Woman with a blue shirt next to a river
Dr. Paige Warren, professor and department head of the Department of Environmental Conservation

“I am both honored and humbled to join the amazing group of scholars who are grappling with how to assess the state of nature and equity on a national scale,” said Dr. Warren. The team includes Dr. Chris Schell of the University of California, Berkeley—who is serving as the lead author of the “Nature and Equity” chapter—and other major thought leaders in environmental justice. 

Through the NNA1, the U.S. Global Change Research Program seeks to take stock of what nature provides to society “in terms of its inherent worth, our culture, health and well-being, jobs and livelihoods, safety, and more, while looking ahead to understand how these benefits might change in the future.” 

A key theme of Dr. Warren’s career thus far has centered on understanding the processes generating and maintaining biological diversity in a world that is becoming increasingly dominated by humans. Indices of urbanization, such as human population density, can paint only part of the picture when it comes to people’s relationship with nature. This is where the NNA1 can play a role. 

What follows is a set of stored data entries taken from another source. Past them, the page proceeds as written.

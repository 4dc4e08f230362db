use super::{Line, Panel, Span, Tone};
use crate::core::{AgentGraphState, AgentStatus, AgentStream};

const LEGEND: [AgentStatus; 4] = [AgentStatus::Idle, AgentStatus::Thinking, AgentStatus::Executing, AgentStatus::Done];

fn glyph(status: AgentStatus) -> (&'static str, &'static str, Tone) {
	match status {
		AgentStatus::Idle => ("\u{25CB}", "idle", Tone::Muted),
		AgentStatus::Thinking => ("\u{25D0}", "thinking", Tone::Thinking),
		AgentStatus::Executing => ("\u{25CF}", "executing", Tone::Accent),
		AgentStatus::Done => ("\u{2714}", "done", Tone::Done),
	}
}

fn node(label: &str, role: Option<&str>, status: AgentStatus, indent: &str) -> Line {
	let (icon, name, tone) = glyph(status);
	let mut spans = vec![Span::plain(indent), Span::new(format!("{icon} "), tone), Span::new(label, Tone::Plain)];
	if let Some(role) = role {
		spans.push(Span::new(format!(" \u{00B7} {role}"), Tone::Muted));
	}
	spans.push(Span::new(format!("  {name}"), tone));
	Line::new(spans)
}

/// Supervisor and workers with their status, messages in flight, the last
/// `label_capacity` delivered labels and a status legend
pub fn render(title: &str, stream: &AgentStream, state: &AgentGraphState, label_capacity: usize) -> Panel {
	let mut panel = Panel::new(title);
	if !state.active.is_empty() {
		panel = panel.with_indicator(Span::new(format!("\u{25CF} {} in flight", state.active.len()), Tone::Accent));
	}

	let supervisor = &stream.supervisor;
	panel.push(node(&supervisor.label, supervisor.role.as_deref(), state.status_of(&supervisor.id), ""));
	for worker in &stream.workers {
		panel.push(node(&worker.label, worker.role.as_deref(), state.status_of(&worker.id), "  \u{2514}\u{2500} "));
	}

	for &index in &state.active {
		let Some(link) = stream.links.get(index) else { continue };
		panel.push(Line::new(vec![
			Span::new(stream.label_of(&link.from), Tone::Plain),
			Span::new(" \u{2500}\u{25CF}\u{2192} ", Tone::Accent),
			Span::new(stream.label_of(&link.to), Tone::Plain),
			Span::new(format!("  {}", link.label), Tone::Accent),
		]));
	}

	for &index in state.recent_completed(label_capacity) {
		let Some(link) = stream.links.get(index) else { continue };
		panel.push(Line::new(vec![
			Span::new(format!("{} \u{2192} {}", stream.label_of(&link.from), stream.label_of(&link.to)), Tone::Muted),
			Span::new(format!("  {}", link.label), Tone::Done),
		]));
	}

	let legend = LEGEND
		.iter()
		.flat_map(|status| {
			let (icon, name, tone) = glyph(*status);
			[Span::new(format!("{icon} "), tone), Span::new(format!("{name}  "), Tone::Muted)]
		})
		.collect();
	panel.push(Line::new(legend));

	panel
}

#[cfg(test)]
mod tests {
	use super::*;
	use crate::core::AgentLink;
	use reel_events::{AgentDef, AgentId};

	fn stream() -> AgentStream {
		AgentStream {
			supervisor: AgentDef::new("sensor", "Sensor Agent").with_role("IoT Reader"),
			workers: vec![AgentDef::new("anomaly", "Anomaly"), AgentDef::new("report", "Reporter")],
			links: vec![
				AgentLink {
					from: "sensor".into(),
					to: "anomaly".into(),
					label: "readings".into(),
				},
				AgentLink {
					from: "anomaly".into(),
					to: "report".into(),
					label: "spike".into(),
				},
				AgentLink {
					from: "report".into(),
					to: "sensor".into(),
					label: "summary".into(),
				},
			],
		}
	}

	fn graph() -> AgentGraphState {
		let roster: Vec<AgentId> = vec!["sensor".into(), "anomaly".into(), "report".into()];
		AgentGraphState::new(&roster)
	}

	#[test]
	fn idle_graph_draws_roster_and_legend() {
		let panel = render("Orchestration", &stream(), &graph(), 2);
		assert_eq!(panel.lines.len(), 4);
		assert!(panel.lines[0].text().contains("Sensor Agent \u{00B7} IoT Reader"));
		assert!(panel.lines[0].text().contains("idle"));
		assert!(panel.lines[3].text().contains("executing"));
		assert!(panel.indicator.is_none());
	}

	#[test]
	fn in_flight_and_recent_labels() {
		let mut state = graph();
		state.completed = vec![0, 1];
		state.active.push(2);
		state.statuses.insert("report".into(), AgentStatus::Executing);

		let panel = render("Orchestration", &stream(), &state, 1);
		let text: Vec<_> = panel.lines.iter().map(Line::text).collect();
		assert!(text[3].starts_with("Reporter \u{2500}\u{25CF}\u{2192} Sensor Agent"));
		assert!(text[4].contains("spike"));
		assert!(!text.iter().any(|l| l.contains("readings")));
		assert!(panel.indicator.is_some());
	}
}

“We will be examining what nature means to people," explained Dr. Warren. “My team in particular will explore the ways in which some people have greater access to natural areas than others.” 

A growing catalog of research suggests that ensuring equitable access to natural areas helps to foster wellness and strengthens community resilience. By devoting an entire chapter to nature and equity, the NNA1, through the work of Dr. Warren and team, can promote physical and mental well-being and cultivate a deeper sense of environmental stewardship. 

The NNA1 report will provide guidance for decision makers, summarize information from a wide variety of sources, and analyze what we know, what else we need to know, and what it means for people's relationships with nature in the United States. 

“I am excited by the challenge,” said Dr. Warren. “I hope that it will provide a useful tool for policymakers and community leaders around the country.”